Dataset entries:
....
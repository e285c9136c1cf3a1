//! # Capability Limits
//!
//! Fixed per-context implementation limits. A context snapshots its limits
//! once at construction and never changes them afterwards.

use crate::enums::*;
use crate::types::{GLenum, GLint};

/// Upper bound applied to queried texture sizes.
pub const MAX_QUERIED_TEXTURE_SIZE: u32 = 4096;

/// Implementation limits of a reference context.
#[derive(Debug, Clone, Copy, PartialEq, Eq)]
pub struct ContextLimits {
    /// Number of texture image units
    pub max_texture_image_units: u32,
    /// Max width/height of a 2D texture
    pub max_texture_2d_size: u32,
    /// Max face size of a cube map
    pub max_texture_cube_size: u32,
    /// Max layer count of a 2D array texture
    pub max_texture_2d_array_layers: u32,
    /// Max width/height/depth of a 3D texture
    pub max_texture_3d_size: u32,
    /// Max renderbuffer width/height
    pub max_renderbuffer_size: u32,
    /// Number of vertex attribute slots
    pub max_vertex_attribs: u32,
}

impl Default for ContextLimits {
    fn default() -> Self {
        Self {
            max_texture_image_units: 16,
            max_texture_2d_size: 2048,
            max_texture_cube_size: 2048,
            max_texture_2d_array_layers: 256,
            max_texture_3d_size: 256,
            max_renderbuffer_size: 2048,
            max_vertex_attribs: 16,
        }
    }
}

impl ContextLimits {
    /// Build limits from values reported by another implementation.
    ///
    /// `query` is called with each `GL_MAX_*` enum. Missing or non-positive
    /// answers keep the default, texture sizes are capped at
    /// [`MAX_QUERIED_TEXTURE_SIZE`].
    pub fn from_queried<F>(mut query: F) -> Self
    where
        F: FnMut(GLenum) -> Option<GLint>,
    {
        let defaults = Self::default();
        let mut fetch = |pname: GLenum, fallback: u32, cap: Option<u32>| {
            let value = match query(pname) {
                Some(v) if v > 0 => v as u32,
                _ => fallback,
            };
            cap.map_or(value, |c| value.min(c))
        };

        let size_cap = Some(MAX_QUERIED_TEXTURE_SIZE);
        Self {
            max_texture_image_units: fetch(
                GL_MAX_TEXTURE_IMAGE_UNITS,
                defaults.max_texture_image_units,
                None,
            ),
            max_texture_2d_size: fetch(GL_MAX_TEXTURE_SIZE, defaults.max_texture_2d_size, size_cap),
            max_texture_cube_size: fetch(
                GL_MAX_CUBE_MAP_TEXTURE_SIZE,
                defaults.max_texture_cube_size,
                size_cap,
            ),
            max_texture_2d_array_layers: fetch(
                GL_MAX_ARRAY_TEXTURE_LAYERS,
                defaults.max_texture_2d_array_layers,
                None,
            ),
            max_texture_3d_size: fetch(GL_MAX_3D_TEXTURE_SIZE, defaults.max_texture_3d_size, size_cap),
            max_renderbuffer_size: fetch(
                GL_MAX_RENDERBUFFER_SIZE,
                defaults.max_renderbuffer_size,
                size_cap,
            ),
            max_vertex_attribs: fetch(GL_MAX_VERTEX_ATTRIBS, defaults.max_vertex_attribs, None),
        }
    }

    /// Set texture unit count
    pub const fn with_texture_units(mut self, units: u32) -> Self {
        self.max_texture_image_units = units;
        self
    }

    /// Set 2D texture size limit
    pub const fn with_texture_2d_size(mut self, size: u32) -> Self {
        self.max_texture_2d_size = size;
        self
    }

    /// Set renderbuffer size limit
    pub const fn with_renderbuffer_size(mut self, size: u32) -> Self {
        self.max_renderbuffer_size = size;
        self
    }

    /// Set vertex attribute count
    pub const fn with_vertex_attribs(mut self, count: u32) -> Self {
        self.max_vertex_attribs = count;
        self
    }

    /// Value of a `GL_MAX_*` limit query, `None` for other enums
    pub fn query(&self, pname: GLenum) -> Option<u32> {
        let value = match pname {
            GL_MAX_TEXTURE_IMAGE_UNITS => self.max_texture_image_units,
            GL_MAX_TEXTURE_SIZE => self.max_texture_2d_size,
            GL_MAX_CUBE_MAP_TEXTURE_SIZE => self.max_texture_cube_size,
            GL_MAX_ARRAY_TEXTURE_LAYERS => self.max_texture_2d_array_layers,
            GL_MAX_3D_TEXTURE_SIZE => self.max_texture_3d_size,
            GL_MAX_RENDERBUFFER_SIZE => self.max_renderbuffer_size,
            GL_MAX_VERTEX_ATTRIBS => self.max_vertex_attribs,
            _ => return None,
        };
        Some(value)
    }
}

/// `floor(log2(size))`, the highest valid mip level for `size`.
pub const fn max_level_for_size(size: u32) -> u32 {
    if size == 0 {
        0
    } else {
        31 - size.leading_zeros()
    }
}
....
Try it: Above are the records. Print exactly, and only, the lines from the line with "self.max_texture_image_units = units;" to the line with "pub const fn with_renderbuffer_size(mut", both inclusive.

Response to the exercise:
        self.max_texture_image_units = units;
        self
    }

    /// Set 2D texture size limit
    pub const fn with_texture_2d_size(mut self, size: u32) -> Self {
        self.max_texture_2d_size = size;
        self
    }

    /// Set renderbuffer size limit
    pub const fn with_renderbuffer_size(mut self, size: u32) -> Self {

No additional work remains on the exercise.